About this exercise: Lines from the top of the entries down to the line with "via optimistic-version retries" must be set down exactly as they stand, with both ends retained.

Raw data:

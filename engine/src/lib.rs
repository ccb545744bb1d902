//! # Admission Engine
//!
//! Orchestration for the conference admission system: the booking lifecycle,
//! seat accounting, waitlist promotion and the periodic expiration sweeps.
//!
//! ## Components
//!
//! - [`SlotLedger`](ledger::SlotLedger): linearizable per-conference seat
//!   accounting via optimistic-version retries
//! - [`BookingValidator`](validator::BookingValidator): cross-conference
//!   time-conflict rules, reported as a reasons list
//! - [`AdmissionEngine`](engine::AdmissionEngine): create / cancel / confirm /
//!   status, overlap-aware waitlist withdrawal, fully-booked override, sweeps
//! - [`ExpirationScheduler`](scheduler::ExpirationScheduler): the periodic
//!   task driving the sweeps
//! - [`AdmissionConfig`](config::AdmissionConfig): confirmation window, sweep
//!   interval and retry tunables
//!
//! ## Example
//!
//! ```ignore
//! use admission_engine::{AdmissionConfig, AdmissionEngine, ExpirationScheduler};
//! use std::sync::Arc;
//!
//! let config = AdmissionConfig::from_env();
//! let engine = Arc::new(AdmissionEngine::new(
//!     bookings, conferences, channel, clock, config.clone(),
//! ));
//!
//! let (shutdown_tx, shutdown_rx) = tokio::sync::broadcast::channel(1);
//! let scheduler = ExpirationScheduler::new(engine.clone(), config.sweep_interval(), shutdown_rx);
//! let handle = scheduler.spawn();
//!
//! let booking = engine.create_booking(user_id, conference_id).await?;
//! ```

pub mod config;
pub mod engine;
pub mod ledger;
pub mod metrics;
pub mod scheduler;
pub mod validator;

// Re-export commonly used items
pub use config::AdmissionConfig;
pub use engine::AdmissionEngine;
pub use ledger::SlotLedger;
pub use scheduler::ExpirationScheduler;
pub use validator::BookingValidator;
// ============================================================================
// Overlap withdrawal
// ============================================================================

#[tokio::test]
async fn confirmation_withdraws_overlapping_waitlists_and_spares_the_rest() {
    let sys = system();
    let target = sys
        .conference("Target", 1, Duration::hours(24), Duration::hours(3))
        .await;
    let clashing = sys
        .conference("Clashing", 1, Duration::hours(25), Duration::hours(3))
        .await;
    let disjoint = sys
        .conference("Disjoint", 1, Duration::hours(48), Duration::hours(3))
        .await;

    // Fill the two other conferences so the user lands on their waitlists.
    sys.engine
        .create_booking(UserId::new(), clashing.id)
        .await
        .unwrap();
    sys.engine
        .create_booking(UserId::new(), disjoint.id)
        .await
        .unwrap();

    let user = UserId::new();
    let on_clashing = sys.engine.create_booking(user, clashing.id).await.unwrap();
    let on_disjoint = sys.engine.create_booking(user, disjoint.id).await.unwrap();
    assert_eq!(on_clashing.status, BookingStatus::Waitlisted);
    assert_eq!(on_disjoint.status, BookingStatus::Waitlisted);

    // A free seat on the target conference confirms directly...
    let direct = sys.engine.create_booking(user, target.id).await.unwrap();
    assert_eq!(direct.status, BookingStatus::Confirmed);

    // ...withdrawing the user from the overlapping waitlist only.
    assert_eq!(sys.status_of(on_clashing.id).await, BookingStatus::Cancelled);
    assert_eq!(sys.queue_depth(clashing.id).await, 0);
    assert_eq!(sys.status_of(on_disjoint.id).await, BookingStatus::Waitlisted);
    assert_eq!(sys.queue_depth(disjoint.id).await, 1);
}

// ============================================================================
// Idempotent enqueue
// ============================================================================

#[tokio::test]
async fn retried_enqueue_of_the_same_transition_is_deduplicated() {
    let sys = system();
    let conference = sys.tomorrow(1).await;

    sys.engine
        .create_booking(UserId::new(), conference.id)
        .await
        .unwrap();
    let waitlisted = sys
        .engine
        .create_booking(UserId::new(), conference.id)
        .await
        .unwrap();

    // Replay the enqueue as a duplicate delivery would.
    let stored = sys.bookings.find_by_id(&waitlisted.id).await.unwrap().unwrap();
    let queue = sys
        .conferences
        .find_by_id(&conference.id)
        .await
        .unwrap()
        .unwrap()
        .waitlist_queue
        .unwrap();
    let outcome = sys
        .channel
        .enqueue(&queue, WaitlistEntry::for_booking(&stored))
        .await
        .unwrap();
    assert!(outcome.is_duplicate());
    assert_eq!(sys.channel.depth(&queue).await.unwrap(), 1);
}

// ============================================================================
// Started-conference sweep
// ============================================================================

#[tokio::test]
async fn started_conference_sweep_cancels_waitlist_and_purges_the_channel() {
    let sys = system();
    let conference = sys
        .conference("Soon", 1, Duration::hours(1), Duration::hours(4))
        .await;

    let holder = sys
        .engine
        .create_booking(UserId::new(), conference.id)
        .await
        .unwrap();
    let first = sys
        .engine
        .create_booking(UserId::new(), conference.id)
        .await
        .unwrap();
    let second = sys
        .engine
        .create_booking(UserId::new(), conference.id)
        .await
        .unwrap();

    sys.clock.advance(Duration::hours(2));
    let cancelled = sys.engine.sweep_started_conferences().await.unwrap();
    assert_eq!(cancelled, 2);

    assert_eq!(sys.status_of(first.id).await, BookingStatus::Cancelled);
    assert_eq!(sys.status_of(second.id).await, BookingStatus::Cancelled);
    // The confirmed attendee is untouched.
    assert_eq!(sys.status_of(holder.id).await, BookingStatus::Confirmed);

    let swept = sys.conferences.find_by_id(&conference.id).await.unwrap().unwrap();
    assert!(swept.waitlist_queue.is_none());

    // A second pass finds nothing to do.
    assert_eq!(sys.engine.sweep_started_conferences().await.unwrap(), 0);
}

// ============================================================================
// Fully-booked override
// ============================================================================

#[tokio::test]
async fn fully_booked_override_waitlists_despite_free_seats_and_clearing_promotes() {
    let sys = system();
    let conference = sys.tomorrow(2).await;

    sys.engine.set_fully_booked(conference.id, true).await.unwrap();
    let hopeful = sys
        .engine
        .create_booking(UserId::new(), conference.id)
        .await
        .unwrap();
    assert_eq!(hopeful.status, BookingStatus::Waitlisted);
    assert_eq!(sys.available(conference.id).await, 2);

    sys.engine.set_fully_booked(conference.id, false).await.unwrap();

    // Clearing the flag promoted the waitlisted booking onto a held seat.
    assert_eq!(sys.status_of(hopeful.id).await, BookingStatus::Processing);
    assert_eq!(sys.available(conference.id).await, 1);
    assert_eq!(sys.queue_depth(conference.id).await, 0);
}

// ============================================================================
// Reconciliation sweep
// ============================================================================

#[tokio::test]
async fn reconciliation_restores_an_entry_lost_to_a_transient_enqueue_failure() {
    let sys = system();
    let conference = sys.tomorrow(1).await;
    let user = UserId::new();

    let holder = sys
        .engine
        .create_booking(UserId::new(), conference.id)
        .await
        .unwrap();

    sys.channel.fail_next_enqueues(1);
    let err = sys.engine.create_booking(user, conference.id).await.unwrap_err();
    assert!(matches!(err, AdmissionError::Channel(_)));

    // The booking is waitlisted but its entry is missing.
    let orphan = sys.engine.bookings_for_user(user).await.unwrap().remove(0);
    assert_eq!(orphan.status, BookingStatus::Waitlisted);
    assert_eq!(sys.queue_depth(conference.id).await, 0);

    assert_eq!(sys.engine.sweep_missing_enqueues().await.unwrap(), 1);
    assert_eq!(sys.queue_depth(conference.id).await, 1);
    // A second pass is a no-op.
    assert_eq!(sys.engine.sweep_missing_enqueues().await.unwrap(), 0);

    // The restored entry is promotable.
    sys.engine.cancel_booking(holder.id).await.unwrap();
    assert_eq!(sys.status_of(orphan.id).await, BookingStatus::Processing);
}

// ============================================================================
// Status view
// ============================================================================

#[tokio::test]
async fn booking_status_view_exposes_the_confirmation_deadline() {
    let sys = system();
    let conference = sys.tomorrow(1).await;

    let holder = sys
        .engine
        .create_booking(UserId::new(), conference.id)
        .await
        .unwrap();
    let waitlisted = sys
        .engine
        .create_booking(UserId::new(), conference.id)
        .await
        .unwrap();

    let view = sys.engine.booking_status(waitlisted.id).await.unwrap();
    assert_eq!(view.status, BookingStatus::Waitlisted);
    assert!(!view.can_confirm);
    assert!(view.confirm_until.is_none());

    sys.engine.cancel_booking(holder.id).await.unwrap();
    let promoted_at = sys.clock.now();

    let view = sys.engine.booking_status(waitlisted.id).await.unwrap();
    assert_eq!(view.status, BookingStatus::Processing);
    assert!(view.can_confirm);
    assert_eq!(view.confirm_until, Some(promoted_at + Duration::hours(1)));

    let err = sys.engine.booking_status(BookingId::new()).await.unwrap_err();
    assert!(matches!(err, AdmissionError::BookingNotFound(_)));
}

// ============================================================================
// Read helpers
// ============================================================================

#[tokio::test]
async fn read_helpers_list_bookings_in_creation_order() {
    let sys = system();
    let conference = sys.tomorrow(1).await;
    let user = UserId::new();
    let other_conference = sys
        .conference("Disjoint", 3, Duration::hours(72), Duration::hours(3))
        .await;

    let first = sys.engine.create_booking(user, conference.id).await.unwrap();
    sys.clock.advance(Duration::minutes(1));
    let second = sys
        .engine
        .create_booking(user, other_conference.id)
        .await
        .unwrap();

    let mine: Vec<Booking> = sys.engine.bookings_for_user(user).await.unwrap();
    assert_eq!(
        mine.iter().map(|b| b.id).collect::<Vec<_>>(),
        vec![first.id, second.id]
    );

    let confirmed = sys
        .engine
        .bookings_for_conference(conference.id, BookingStatus::Confirmed)
        .await
        .unwrap();
    assert_eq!(confirmed.len(), 1);
    assert_eq!(sys.engine.booking(first.id).await.unwrap().id, first.id);
}
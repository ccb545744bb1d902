//! In-memory waitlist channel with the production ordering and dedup
//! semantics, plus scriptable enqueue failures for exercising rollback paths.

use admission_core::channel::{
    ChannelError, ChannelFuture, EnqueueOutcome, RemovePredicate, WaitlistChannel,
};
use admission_core::types::{IdempotencyKey, QueueId, WaitlistEntry};
use std::collections::{HashMap, HashSet, VecDeque};
use std::sync::atomic::{AtomicU32, Ordering};
use std::sync::{Arc, Mutex, PoisonError};

/// One logical queue: two FIFO tiers plus the durable enqueue log.
#[derive(Debug, Default)]
struct QueueState {
    /// Entries re-inserted after the system took them out of place.
    requeued: VecDeque<WaitlistEntry>,
    /// First-time enqueues and expiry demotions.
    normal: VecDeque<WaitlistEntry>,
    /// Every idempotency key ever successfully enqueued.
    log: HashSet<IdempotencyKey>,
}

impl QueueState {
    fn depth(&self) -> usize {
        self.requeued.len() + self.normal.len()
    }

    fn push(&mut self, entry: WaitlistEntry) {
        match entry.priority {
            admission_core::types::Priority::Requeued => self.requeued.push_back(entry),
            admission_core::types::Priority::Normal => self.normal.push_back(entry),
        }
    }

    fn pop(&mut self) -> Option<WaitlistEntry> {
        self.requeued.pop_front().or_else(|| self.normal.pop_front())
    }
}

/// In-memory implementation of [`WaitlistChannel`].
///
/// Ordering is strict priority tiers (requeued before normal, FIFO within a
/// tier), enqueues are deduplicated against an enqueue log that survives
/// dequeues, and [`fail_next_enqueues`](Self::fail_next_enqueues) injects
/// transient failures that — like a production rollback — leave no log marker
/// behind.
#[derive(Clone, Debug, Default)]
pub struct InMemoryWaitlistChannel {
    queues: Arc<Mutex<HashMap<QueueId, QueueState>>>,
    failures: Arc<AtomicU32>,
}

impl InMemoryWaitlistChannel {
    /// Creates an empty channel.
    #[must_use]
    pub fn new() -> Self {
        Self::default()
    }

    /// Make the next `count` enqueue attempts fail with a transient error.
    ///
    /// Failed attempts record nothing, so a retry of the same enqueue is not
    /// treated as a duplicate — mirroring the marker-rollback contract of the
    /// production channel.
    pub fn fail_next_enqueues(&self, count: u32) {
        self.failures.store(count, Ordering::SeqCst);
    }

    /// Booking ids currently queued, head first. Test inspection helper.
    #[must_use]
    pub fn queued_booking_ids(&self, queue: &QueueId) -> Vec<admission_core::types::BookingId> {
        let map = self.queues.lock().unwrap_or_else(PoisonError::into_inner);
        map.get(queue).map_or_else(Vec::new, |state| {
            state
                .requeued
                .iter()
                .chain(state.normal.iter())
                .map(|entry| entry.booking_id)
                .collect()
        })
    }

    fn take_failure(&self) -> bool {
        self.failures
            .fetch_update(Ordering::SeqCst, Ordering::SeqCst, |current| {
                (current > 0).then(|| current - 1)
            })
            .is_ok()
    }
}

impl WaitlistChannel for InMemoryWaitlistChannel {
    fn enqueue<'a>(
        &'a self,
        queue: &'a QueueId,
        entry: WaitlistEntry,
    ) -> ChannelFuture<'a, EnqueueOutcome> {
        Box::pin(async move {
            if self.take_failure() {
                return Err(ChannelError::EnqueueFailed {
                    queue: queue.to_string(),
                    reason: "injected transient failure".to_string(),
                });
            }
            let mut map = self.queues.lock().unwrap_or_else(PoisonError::into_inner);
            let state = map.entry(queue.clone()).or_default();
            if state.log.contains(&entry.idempotency_key) {
                return Ok(EnqueueOutcome::Duplicate);
            }
            state.log.insert(entry.idempotency_key.clone());
            state.push(entry);
            Ok(EnqueueOutcome::Enqueued)
        })
    }

    fn dequeue_next<'a>(&'a self, queue: &'a QueueId) -> ChannelFuture<'a, Option<WaitlistEntry>> {
        Box::pin(async move {
            let mut map = self.queues.lock().unwrap_or_else(PoisonError::into_inner);
            Ok(map.get_mut(queue).and_then(QueueState::pop))
        })
    }

    fn requeue<'a>(&'a self, queue: &'a QueueId, entry: WaitlistEntry) -> ChannelFuture<'a, ()> {
        Box::pin(async move {
            let mut map = self.queues.lock().unwrap_or_else(PoisonError::into_inner);
            map.entry(queue.clone()).or_default().push(entry);
            Ok(())
        })
    }

    fn remove_where<'a>(
        &'a self,
        queue: &'a QueueId,
        predicate: RemovePredicate<'a>,
    ) -> ChannelFuture<'a, Vec<WaitlistEntry>> {
        Box::pin(async move {
            let mut map = self.queues.lock().unwrap_or_else(PoisonError::into_inner);
            let Some(state) = map.get_mut(queue) else {
                return Ok(Vec::new());
            };

            // Drain both tiers, keep survivors in their original relative
            // order and tier. The enqueue log is untouched: this is a
            // reconstruction, not a new enqueue.
            let mut removed = Vec::new();
            for tier in [&mut state.requeued, &mut state.normal] {
                let drained: Vec<WaitlistEntry> = tier.drain(..).collect();
                for entry in drained {
                    if predicate(&entry) {
                        removed.push(entry);
                    } else {
                        tier.push_back(entry);
                    }
                }
            }
            Ok(removed)
        })
    }

    fn contains<'a>(
        &'a self,
        queue: &'a QueueId,
        key: &'a IdempotencyKey,
    ) -> ChannelFuture<'a, bool> {
        Box::pin(async move {
            let map = self.queues.lock().unwrap_or_else(PoisonError::into_inner);
            Ok(map.get(queue).is_some_and(|state| {
                state
                    .requeued
                    .iter()
                    .chain(state.normal.iter())
                    .any(|entry| entry.idempotency_key == *key)
            }))
        })
    }

    fn purge<'a>(&'a self, queue: &'a QueueId) -> ChannelFuture<'a, usize> {
        Box::pin(async move {
            let mut map = self.queues.lock().unwrap_or_else(PoisonError::into_inner);
            Ok(map.remove(queue).map_or(0, |state| state.depth()))
        })
    }

    fn depth<'a>(&'a self, queue: &'a QueueId) -> ChannelFuture<'a, usize> {
        Box::pin(async move {
            let map = self.queues.lock().unwrap_or_else(PoisonError::into_inner);
            Ok(map.get(queue).map_or(0, QueueState::depth))
        })
    }
}
pub mod manager;

pub use manager::{CleanupReport, SnapshotManager, SnapshotReport};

Written answer:
filename engine/src/lib.rs
repository ccb545744bb1d902
//! # Admission Engine
//!
//! Orchestration for the conference admission system: the booking lifecycle,
//! seat accounting, waitlist promotion and the periodic expiration sweeps.
//!
//! ## Components
//!
//! - [`SlotLedger`](ledger::SlotLedger): linearizable per-conference seat
//!   accounting via optimistic-version retries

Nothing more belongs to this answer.